Alphard, a malincuore, rinunciò a insistere oltre. Conosceva Jordan: quando si impuntava su qualcosa non c'era proprio verso di fargli cambiare idea. Somigliava un po' a Walburga in questo.
Merlino, Walburga!
Biascicando un ringraziamento e un saluto affrettato, scattò in piedi e uscì dal locale, ignorando ostinatamente il sorrisetto furbo di Jordan. Inforcata la moto, puntò quindi diritto a Grimmauld Place numero 12: con un po' di fortuna sarebbe arrivato in perfetto orario per la fantomatica cena di famiglia che non poteva azzardarsi a dimenticare.
Era anche abbastanza sicuro che avesse un motivo particolare, quella cena. Se solo fosse riuscito a ricordarsi quale...

Una manciata di minuti più tardi, Alphard spense la moto: l'Avita Dimora di Orion Black e famiglia si stagliava in tutto il suo squisito splendore davanti ai suoi occhi. Era in perfetto orario, constatò sollevato, osservando i Babbani che camminavano frettolosi, tentando di evitare le pozzanghere più profonde.
Alcuni di loro lanciavano occhiate bramose alla moto di Alphard - qualche esemplare di genere femminile le lanciava direttamente ad Alphard, a essere sinceri - ma nessuno sembrava notare l'edificio contrassegnato dal numero 12, malgrado fosse caratterizzato da particolari (il grosso battiporta d'argento a forma di serpente, ad esempio) piuttosto appariscenti: gli incantesimi Respingi-Babbani funzionavano alla perfezione.

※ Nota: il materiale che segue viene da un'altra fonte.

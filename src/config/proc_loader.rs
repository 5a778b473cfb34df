use std::path::Path;
use std::sync::LazyLock;

use regex::Regex;
use tracing::debug;

use crate::config::settings::{LoggingConfig, SnapshotSettings};
use crate::errors::ConfigError;

static ENV_PLACEHOLDER: LazyLock<Regex> = LazyLock::new(|| {
    Regex::new(r"\$\{(\w+)(?::([^\}]+))?\}").expect("env placeholder pattern")
});

/// Load settings from a JSON (or YAML) file
pub async fn file_to_settings(path: &Path) -> Result<SnapshotSettings, ConfigError> {
    let content = tokio::fs::read_to_string(path)
        .await
        .map_err(|source| ConfigError::Read {
            path: path.to_path_buf(),
            source,
        })?;

    let expanded = expand_env_vars(&content);
    parse_settings(&expanded)
}

/// JSON is valid YAML, so one parser covers both file flavours.
pub fn parse_settings(content: &str) -> Result<SnapshotSettings, ConfigError> {
    let mut settings: SnapshotSettings = serde_yaml::from_str(content)?;

    // Apply defaults
    if settings.logging.is_none() {
        settings.logging = Some(LoggingConfig::default());
    }
    debug!("settings parsed");

    Ok(settings)
}

/// Replace `${VAR}` and `${VAR:default}` with values from the environment.
pub fn expand_env_vars(input: &str) -> String {
    ENV_PLACEHOLDER
        .replace_all(input, |caps: &regex::Captures| {
            let var = &caps[1];
            let default = caps.get(2).map(|m| m.as_str()).unwrap_or("");
            std::env::var(var).unwrap_or_else(|_| default.to_string())
        })
        .to_string()
}
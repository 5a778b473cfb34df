use anyhow::Result;
use auditspace_snapshot::cache::token_store::MemoryTokenStore;
use auditspace_snapshot::dataverse::action::AUDIT_SPACE_SNAPSHOT;
use auditspace_snapshot::identity::DefaultCredential;
use auditspace_snapshot::snapshot::{self, CONSOLE_EVENT_NAME, SAMPLE_RECORD_ID, SAMPLE_TABLE};
use auditspace_snapshot::utils::config_loader;
use auditspace_snapshot::utils::constants::SETTINGS_FILE_DEFAULT;
use auditspace_snapshot::utils::logging::{self, LogLevel};
use clap::Parser;
use tracing::info;

#[derive(Parser)]
#[command(author, version, about, long_about = None)]
struct Args {
    #[arg(short, long, env = "SNAPSHOT_CONFIG", default_value = SETTINGS_FILE_DEFAULT)]
    config: String,
    #[arg(long, env = "LOG_LEVEL", value_enum)]
    log_level: Option<LogLevel>,
    /// Overrides DataverseEnvironmentUrl from the settings file
    #[arg(long, env = "DATAVERSE_ENVIRONMENT_URL")]
    environment_url: Option<String>,
    /// Record to snapshot, with or without braces
    #[arg(long, default_value = SAMPLE_RECORD_ID)]
    record_id: String,
    /// Logical name of the record's table
    #[arg(long, default_value = SAMPLE_TABLE)]
    table: String,
    #[arg(long, default_value = CONSOLE_EVENT_NAME)]
    event_name: String,
}

#[tokio::main]
async fn main() -> Result<()> {
    // -------------------------------
    // 1. Settings: fail before any network activity
    // -------------------------------

    let args = Args::parse();
    let (settings, environment) =
        config_loader::run(&args.config, args.environment_url.clone()).await?;
    logging::run(&settings, args.log_level);

    // -------------------------------
    // 2. Credential chain, shared token cache, Web API client
    // -------------------------------

    let http = snapshot::http_client(&settings)?;
    let credential = DefaultCredential::from_env(&http);
    let store = MemoryTokenStore::shared().await;
    let client = snapshot::connect(&http, &settings, environment, credential, store);

    // -------------------------------
    // 3. Invoke the custom action
    // -------------------------------

    info!("Calling {}", AUDIT_SPACE_SNAPSHOT);
    let request = snapshot::capture(&client, &args.event_name, &args.record_id, &args.table).await?;
    info!(
        "snapshot requested for {} {}",
        request.table_logical_name, request.record_id
    );

    Ok(())
}
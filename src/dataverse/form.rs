//! Snapshot on record load, for hosts that already hold a user session.
//!
//! The host supplies the bearer token, so no credential or cache is
//! involved. The call is fire-and-forget: the outcome is only logged.

use std::sync::Arc;

use tokio::task::JoinHandle;
use tracing::{error, info};

use crate::cache::provider::BearerTokenSource;
use crate::dataverse::action::AuditSpaceSnapshot;
use crate::dataverse::client::DataverseClient;
use crate::dataverse::resource::ResourceKey;
use crate::errors::{AuthenticationError, ExecuteError};

pub const FORM_EVENT_NAME: &str = "A Custom Snapshot From Form";

/// Token of the session the host already established.
#[derive(Clone)]
pub struct AmbientSession(String);

impl AmbientSession {
    pub fn new(token: impl Into<String>) -> Self {
        Self(token.into())
    }
}

impl std::fmt::Debug for AmbientSession {
    fn fmt(&self, f: &mut std::fmt::Formatter<'_>) -> std::fmt::Result {
        f.write_str("AmbientSession(<redacted>)")
    }
}

impl BearerTokenSource for AmbientSession {
    async fn bearer_token(&self, _resource: &ResourceKey) -> Result<String, AuthenticationError> {
        Ok(self.0.clone())
    }
}

/// The record currently loaded in a form.
#[derive(Debug, Clone)]
pub struct FormContext {
    /// Record id as the form reports it, braces included.
    pub entity_id: String,
    /// Table logical name, e.g. `contact`.
    pub entity_name: String,
}

/// Snapshot the loaded record in the background.
pub fn on_load<T>(client: Arc<DataverseClient<T>>, form: FormContext) -> JoinHandle<()>
where
    T: BearerTokenSource + 'static,
{
    tokio::spawn(async move {
        match snapshot(&client, &form).await {
            Ok(()) => info!("Success"),
            Err(err) => error!("{}", err),
        }
    })
}

async fn snapshot<T: BearerTokenSource>(
    client: &DataverseClient<T>,
    form: &FormContext,
) -> Result<(), ExecuteError> {
    let request = AuditSpaceSnapshot::new(FORM_EVENT_NAME, &form.entity_id, &form.entity_name)?;
    client.execute(&request).await
}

Alphard smontò dalla moto e si avvicinò mesto all'Avita Dimora: non aveva mai amato quelle riunioni di famiglia. I suoi orgogliosi parenti riuscivano sempre a farlo sentire in qualche modo inadeguato.
La sua espressione corrucciata si addolcì un poco quando scorse il bambino dai capelli scuri che, standosene rannicchiato sugli scalini di pietra antistanti il portone laccato di lucida vernice nera, fissava assorto quattro ragazzini intenti a prendere a calci una malconcia palla arancione.

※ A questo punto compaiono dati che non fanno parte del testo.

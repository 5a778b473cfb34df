use std::fmt;

use chrono::{DateTime, Utc};
use tokio::time::Instant;

use crate::helpers::time::get_instant;

/// Token minted by an identity backend.
#[derive(Clone, PartialEq, Eq)]
pub struct AccessToken {
    pub token: String,
    pub expires_on: DateTime<Utc>,
}

impl AccessToken {
    pub fn new(token: impl Into<String>, expires_on: DateTime<Utc>) -> Self {
        Self { token: token.into(), expires_on }
    }
}

impl fmt::Debug for AccessToken {
    fn fmt(&self, f: &mut fmt::Formatter<'_>) -> fmt::Result {
        f.debug_struct("AccessToken")
            .field("token", &"<redacted>")
            .field("expires_on", &self.expires_on)
            .finish()
    }
}

/// Bearer token as held by a cache entry.
#[derive(Clone)]
pub struct CachedToken {
    pub value: String,
    pub expires_at: Instant,
}

impl CachedToken {
    pub fn new(value: String, expires_at: Instant) -> Self {
        Self { value, expires_at }
    }

    pub fn is_expired(&self) -> bool {
        get_instant() >= self.expires_at
    }
}

impl fmt::Debug for CachedToken {
    fn fmt(&self, f: &mut fmt::Formatter<'_>) -> fmt::Result {
        f.debug_struct("CachedToken")
            .field("expires_at", &self.expires_at)
            .finish()
    }
}
//! Identity backends able to mint bearer tokens for a set of scopes.
//!
//! [`DefaultCredential`] walks the ambient credential sources in order:
//! client secret from the environment, then managed identity.

use std::future::Future;

use reqwest::Client;
use tracing::{debug, warn};

use crate::cache::token::AccessToken;
use crate::errors::AuthenticationError;

pub mod client_secret;
pub mod managed_identity;
pub mod response;

use client_secret::ClientSecretCredential;
use managed_identity::ManagedIdentityCredential;

pub trait TokenCredential: Send + Sync {
    type Error: std::error::Error + Send + Sync + 'static;

    fn get_token(
        &self,
        scopes: &[&str],
    ) -> impl Future<Output = Result<AccessToken, Self::Error>> + Send;
}

#[derive(Debug, Clone)]
pub enum CredentialKind {
    ClientSecret(ClientSecretCredential),
    ManagedIdentity(ManagedIdentityCredential),
}

impl CredentialKind {
    pub fn name(&self) -> &'static str {
        match self {
            CredentialKind::ClientSecret(_) => client_secret::CREDENTIAL_NAME,
            CredentialKind::ManagedIdentity(_) => managed_identity::CREDENTIAL_NAME,
        }
    }

    pub async fn get_token(&self, scopes: &[&str]) -> Result<AccessToken, AuthenticationError> {
        match self {
            CredentialKind::ClientSecret(c) => c.get_token(scopes).await,
            CredentialKind::ManagedIdentity(c) => c.get_token(scopes).await,
        }
    }
}

/// Ordered chain of ambient credentials.
///
/// An unavailable source hands over to the next one. Any other failure ends
/// the chain and is returned as is.
#[derive(Debug, Clone)]
pub struct DefaultCredential {
    sources: Vec<CredentialKind>,
}

impl DefaultCredential {
    pub fn new(sources: Vec<CredentialKind>) -> Self {
        Self { sources }
    }

    /// Chain built from the process environment.
    pub fn from_env(client: &Client) -> Self {
        let mut sources = Vec::with_capacity(2);
        match ClientSecretCredential::from_env(client) {
            Some(credential) => sources.push(CredentialKind::ClientSecret(credential)),
            None => debug!("{} not configured, skipping", client_secret::CREDENTIAL_NAME),
        }
        sources.push(CredentialKind::ManagedIdentity(
            ManagedIdentityCredential::from_env(client),
        ));
        Self::new(sources)
    }

    pub fn sources(&self) -> &[CredentialKind] {
        &self.sources
    }
}

impl TokenCredential for DefaultCredential {
    type Error = AuthenticationError;

    async fn get_token(&self, scopes: &[&str]) -> Result<AccessToken, AuthenticationError> {
        let mut unavailable = Vec::with_capacity(self.sources.len());
        for source in &self.sources {
            match source.get_token(scopes).await {
                Ok(token) => {
                    debug!("token issued by {}", source.name());
                    return Ok(token);
                }
                Err(AuthenticationError::Unavailable { credential, reason }) => {
                    debug!("{} unavailable: {}", credential, reason);
                    unavailable.push(format!("{credential}: {reason}"));
                }
                Err(err) => {
                    warn!("{} failed: {}", source.name(), err);
                    return Err(err);
                }
            }
        }

        Err(AuthenticationError::Unavailable {
            credential: "DefaultCredential",
            reason: if unavailable.is_empty() {
                "no credential sources configured".to_owned()
            } else {
                unavailable.join("; ")
            },
        })
    }
}
pub mod config_loader;
pub mod constants;
pub mod logging;
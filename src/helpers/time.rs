use std::time::Duration;

use chrono::{DateTime, Utc};
use tokio::time::Instant;

pub fn now_utc() -> DateTime<Utc> {
    Utc::now()
}

/// Monotonic instant; follows the paused clock under `tokio::time::pause`.
pub fn get_instant() -> Instant {
    Instant::now()
}

pub fn instant_after(ttl: Duration) -> Instant {
    get_instant() + ttl
}

pub fn from_unix_seconds(secs: i64) -> Option<DateTime<Utc>> {
    DateTime::from_timestamp(secs, 0)
}

/// Expiry for a token that is valid for `expires_in` seconds from now.
pub fn expires_in_seconds(expires_in: u64) -> DateTime<Utc> {
    now_utc() + chrono::Duration::seconds(expires_in.min(u32::MAX as u64) as i64)
}
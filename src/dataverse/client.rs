use reqwest::header::ACCEPT;
use reqwest::{Client, StatusCode};
use serde::Deserialize;
use tracing::{debug, info};

use crate::cache::provider::BearerTokenSource;
use crate::dataverse::action::UnboundAction;
use crate::dataverse::resource::ResourceKey;
use crate::errors::{ExecuteError, InvocationError};
use crate::utils::constants::DEFAULT_API_VERSION;

#[derive(Debug, Deserialize)]
struct ODataErrorBody {
    error: ODataError,
}

#[derive(Debug, Deserialize)]
struct ODataError {
    code: Option<String>,
    message: String,
}

/// Calls custom actions on one Dataverse environment through the Web API.
#[derive(Debug, Clone)]
pub struct DataverseClient<T> {
    http: Client,
    resource: ResourceKey,
    api_version: String,
    tokens: T,
}

impl<T: BearerTokenSource> DataverseClient<T> {
    pub fn new(http: &Client, resource: ResourceKey, tokens: T) -> Self {
        Self {
            http: http.clone(),
            resource,
            api_version: DEFAULT_API_VERSION.to_owned(),
            tokens,
        }
    }

    pub fn with_api_version(mut self, api_version: impl Into<String>) -> Self {
        self.api_version = api_version.into();
        self
    }

    pub fn resource(&self) -> &ResourceKey {
        &self.resource
    }

    pub fn action_url(&self, operation: &str) -> String {
        format!(
            "{}/api/data/v{}/{}",
            self.resource, self.api_version, operation
        )
    }

    /// Invoke `action` with a bearer token for this environment.
    ///
    /// Only success or failure is reported; any response payload is ignored.
    pub async fn execute<A: UnboundAction>(&self, action: &A) -> Result<(), ExecuteError> {
        let token = self.tokens.bearer_token(&self.resource).await?;

        let url = self.action_url(A::OPERATION);
        info!("invoking {} on {}", A::OPERATION, self.resource);
        let response = self
            .http
            .post(&url)
            .bearer_auth(token)
            .header(ACCEPT, "application/json")
            .header("OData-MaxVersion", "4.0")
            .header("OData-Version", "4.0")
            .json(action)
            .send()
            .await
            .map_err(InvocationError::Transport)?;

        let status = response.status();
        if status.is_success() {
            debug!("{} completed with {}", A::OPERATION, status);
            return Ok(());
        }

        let body = response
            .text()
            .await
            .map_err(InvocationError::Transport)?;
        Err(rejected(status, &body).into())
    }
}

fn rejected(status: StatusCode, body: &str) -> InvocationError {
    match serde_json::from_str::<ODataErrorBody>(body) {
        Ok(ODataErrorBody { error }) => InvocationError::Rejected {
            status: status.as_u16(),
            code: error.code,
            message: error.message,
        },
        Err(_) => InvocationError::Rejected {
            status: status.as_u16(),
            code: None,
            message: if body.trim().is_empty() {
                status.to_string()
            } else {
                body.trim().to_owned()
            },
        },
    }
}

Intenerito, l'uomo si avvicinò al bambino e sussurrò con gentilezza: «Uno Zellino per i tuoi pensieri».
Il piccolo sussultò, balzando in piedi e inciampando nell'elegante tunica scura.
Alphard lo afferrò stringendolo in un abbraccio affettuoso e sorrise deliziato quando il bimbo gli gettò le braccia al collo urlando entusiasta: «Zio Al! Ti stavo giusto aspettando! Avevo paura che non venissi! Wow, sei venuto con la tua motoclicetta
«Mmm, motocicletta, per la precisione, Sirius, non mi sembravi tanto concentrato sul mio arrivo, però. Avrei potuto trasfigurarti in un serpente d'argento e appenderti al portone per fare compagnia al battiporta e tu non te ne saresti neppure accorto».
«Non è vero!» protestò il piccolo con veemenza.
«No? Va bene, fingerò di crederci. Ma secondo me eri più interessato a loro...» disse l'uomo, indicando con un cenno del capo i bambini Babbani.
Sirius corrugò la fronte, giocherellando distratto con la cerniera del giubbino di Alphard. «E' solo che mi annoio, zio. Non ho nulla da fare e mi tocca starmene tutto il giorno rinchiuso in quella casa».
«Non puoi giocare con Regulus?»
«Regulus? Mff, sta prendendo una brutta piega quello là, sai? Davvero. Sta diventando uguale ai nostri genitori. Ma proprio uguale-uguale» affermò il bimbo, stringendosi affranto nelle spalle.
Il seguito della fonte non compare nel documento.